No PDP-11 operating system have demand paging and page faults. It could
be done, but noone is doing it.
So you just have the memory access instead of a cache hit. But memory
access is just so much slower. And the bus transaction is a part of that
memory access.
Oh, and the cache is working on *physical* address, not virtual. (You
would get serious problems if you used the virtual address for the
cache.) So, before you can even figure out if the data is in the cache
or not, the MMU must do the address translation.

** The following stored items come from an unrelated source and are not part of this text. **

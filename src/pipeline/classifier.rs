//! Keyword-based intent classifier.
//!
//! Each intent has a keyword list (1 point per hit) and a phrase list
//! (3 points per hit — a stronger signal). The highest-scoring intent wins;
//! ties break toward the first-defined intent because selection is a stable
//! max over the ordered rule table. An all-zero score means no recognizable
//! signal and defaults to general_inquiry.

use crate::pipeline::types::{Classification, Intent};

/// Match rules for a single intent.
#[derive(Debug, Clone)]
pub struct IntentRule {
    pub intent: Intent,
    pub keywords: Vec<&'static str>,
    pub phrases: Vec<&'static str>,
}

/// Ordered intent rule table. Order is the tie-break order.
#[derive(Debug, Clone)]
pub struct ClassifierRules {
    rules: Vec<IntentRule>,
}

impl ClassifierRules {
    pub fn new(rules: Vec<IntentRule>) -> Self {
        Self { rules }
    }
}

impl Default for ClassifierRules {
    fn default() -> Self {
        Self::new(vec![
            IntentRule {
                intent: Intent::DemoRequest,
                keywords: vec!["demo", "trial", "test", "try", "see how", "show me", "walkthrough"],
                phrases: vec![
                    "book a demo",
                    "schedule demo",
                    "request demo",
                    "free trial",
                    "want to try",
                ],
            },
            IntentRule {
                intent: Intent::PricingInquiry,
                keywords: vec!["price", "pricing", "cost", "how much", "budget", "quote", "proposal"],
                phrases: vec![
                    "what does it cost",
                    "pricing information",
                    "pricing plan",
                    "how much does",
                ],
            },
            IntentRule {
                intent: Intent::SupportQuestion,
                keywords: vec!["help", "issue", "problem", "error", "bug", "not working", "support"],
                phrases: vec!["need help", "having trouble", "doesn't work", "getting an error"],
            },
            IntentRule {
                intent: Intent::Partnership,
                keywords: vec![
                    "partner",
                    "partnership",
                    "collaborate",
                    "integration",
                    "affiliate",
                    "reseller",
                ],
                phrases: vec!["work together", "explore partnership", "partnership opportunity"],
            },
            IntentRule {
                intent: Intent::GeneralInquiry,
                keywords: vec![
                    "information",
                    "learn more",
                    "tell me",
                    "curious",
                    "question",
                    "wondering",
                ],
                phrases: vec!["learn more about", "more information", "can you tell me"],
            },
        ])
    }
}

/// Weight of a phrase hit relative to a keyword hit.
const PHRASE_WEIGHT: usize = 3;

/// Maximum summary length in characters before truncation.
const SUMMARY_MAX_CHARS: usize = 100;

/// Classifies a message into one of the fixed intents.
pub struct IntentClassifier {
    rules: ClassifierRules,
}

impl IntentClassifier {
    pub fn new(rules: ClassifierRules) -> Self {
        Self { rules }
    }

    /// Classify a message. Always returns a value; no keyword/phrase match
    /// defaults to general_inquiry.
    pub fn classify(&self, message: &str) -> Classification {
        let lower = message.to_lowercase();

        let mut best_intent = Intent::GeneralInquiry;
        let mut best_score = 0usize;

        for rule in &self.rules.rules {
            let keyword_hits = rule.keywords.iter().filter(|k| lower.contains(*k)).count();
            let phrase_hits = rule.phrases.iter().filter(|p| lower.contains(*p)).count();
            let score = keyword_hits + phrase_hits * PHRASE_WEIGHT;

            // Strictly-greater comparison keeps the first-defined intent on ties.
            if score > best_score {
                best_score = score;
                best_intent = rule.intent;
            }
        }

        if best_score == 0 {
            best_intent = Intent::GeneralInquiry;
        }

        Classification {
            intent: best_intent,
            summary: summarize(message),
        }
    }
}

/// Build the intent summary: first 100 chars, trimmed, with "..." when truncated.
fn summarize(message: &str) -> String {
    let mut summary: String = message.chars().take(SUMMARY_MAX_CHARS).collect();
    summary = summary.trim().to_string();
    if message.chars().count() > SUMMARY_MAX_CHARS {
        summary.push_str("...");
    }
    summary
}

#[cfg(test)]
mod tests {
    use super::*;

    fn classifier() -> IntentClassifier {
        IntentClassifier::new(ClassifierRules::default())
    }

    #[test]
    fn demo_keywords_classify_as_demo_request() {
        let result = classifier().classify("We need a demo ASAP, I'm the CEO");
        assert_eq!(result.intent, Intent::DemoRequest);
    }

    #[test]
    fn pricing_phrase_outweighs_keyword() {
        // "what does it cost" is a phrase (+3) plus the "cost" keyword (+1)
        let result = classifier().classify("What does it cost for 50 users?");
        assert_eq!(result.intent, Intent::PricingInquiry);
    }

    #[test]
    fn support_keywords_classify_as_support() {
        let result = classifier().classify("I'm getting an error and need help with a bug");
        assert_eq!(result.intent, Intent::SupportQuestion);
    }

    #[test]
    fn partnership_keywords_classify_as_partnership() {
        let result = classifier().classify("Interested in a reseller partnership, can we collaborate?");
        assert_eq!(result.intent, Intent::Partnership);
    }

    #[test]
    fn no_match_defaults_to_general_inquiry() {
        let result = classifier().classify("zzz qqq xxx nothing recognizable here");
        assert_eq!(result.intent, Intent::GeneralInquiry);
    }

    #[test]
    fn empty_message_defaults_to_general_inquiry() {
        // Unreachable via HTTP (boundary rejects < 10 chars) but the
        // classifier itself must still return a value.
        let result = classifier().classify("");
        assert_eq!(result.intent, Intent::GeneralInquiry);
        assert_eq!(result.summary, "");
    }

    #[test]
    fn tie_breaks_toward_first_defined_intent() {
        // "trial" (demo keyword) and "price" (pricing keyword) score 1 each;
        // demo_request is defined first and wins.
        let result = classifier().classify("trial price");
        assert_eq!(result.intent, Intent::DemoRequest);
    }

    #[test]
    fn classification_is_case_insensitive() {
        let result = classifier().classify("BOOK A DEMO for our team please!");
        assert_eq!(result.intent, Intent::DemoRequest);
    }

    #[test]
    fn short_message_summary_untruncated() {
        let result = classifier().classify("Short message here");
        assert_eq!(result.summary, "Short message here");
    }

    #[test]
    fn long_message_summary_truncated_with_ellipsis() {
        let message = "a".repeat(150);
        let result = classifier().classify(&message);
        assert_eq!(result.summary.chars().count(), 103);
        assert!(result.summary.ends_with("..."));
    }

    #[test]
    fn summary_is_exactly_100_chars_without_ellipsis_at_boundary() {
        let message = "b".repeat(100);
        let result = classifier().classify(&message);
        assert_eq!(result.summary, message);
    }

    #[test]
    fn summary_trims_whitespace_at_cut() {
        let message = format!("{} {}", "c".repeat(99), "d".repeat(50));
        let result = classifier().classify(&message);
        assert_eq!(result.summary, format!("{}...", "c".repeat(99)));
    }
}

>Remember the PDP11 is 16 bits. Any addressing outside ~28kwords
>is going to involve a MMU operation. That a lot of register
>access and it's costly(in time), more so if you need to move
>the Dmap in an I&D machine (11/73). The reason for that is those
>actions lie inside the core OS and require system calls to process.
>E11 is just being faithful to the core PDP11 so I'd expect similar
>if not exact same behavour. You didn't say RTll SJ or FB.
This also seems like a silly statement. From a program point of view,
you cannot access anything outside 32Kword. Never. Like you say: the
PDP-11 is a 16-bit architecture.
The MMU is always involved in mapping your 16-bit address into the
22-bit address space The memory is sitting on a 22-bit address space, so
you *must* generate a 22-bit physical address. With the MMU disabled,
the MMU have a wired mapping to the physical address space, while if the
MMU is enabled, all addressing goes through the proper MMU PAR. This
don't incur any timing overhead at all. The time for passing through the
MMU is always present, and you cannot do anything about it, nor detect
it. And as I said above, the MMU must first translate the virtual
address into a physical address before the cache can take a shot at it.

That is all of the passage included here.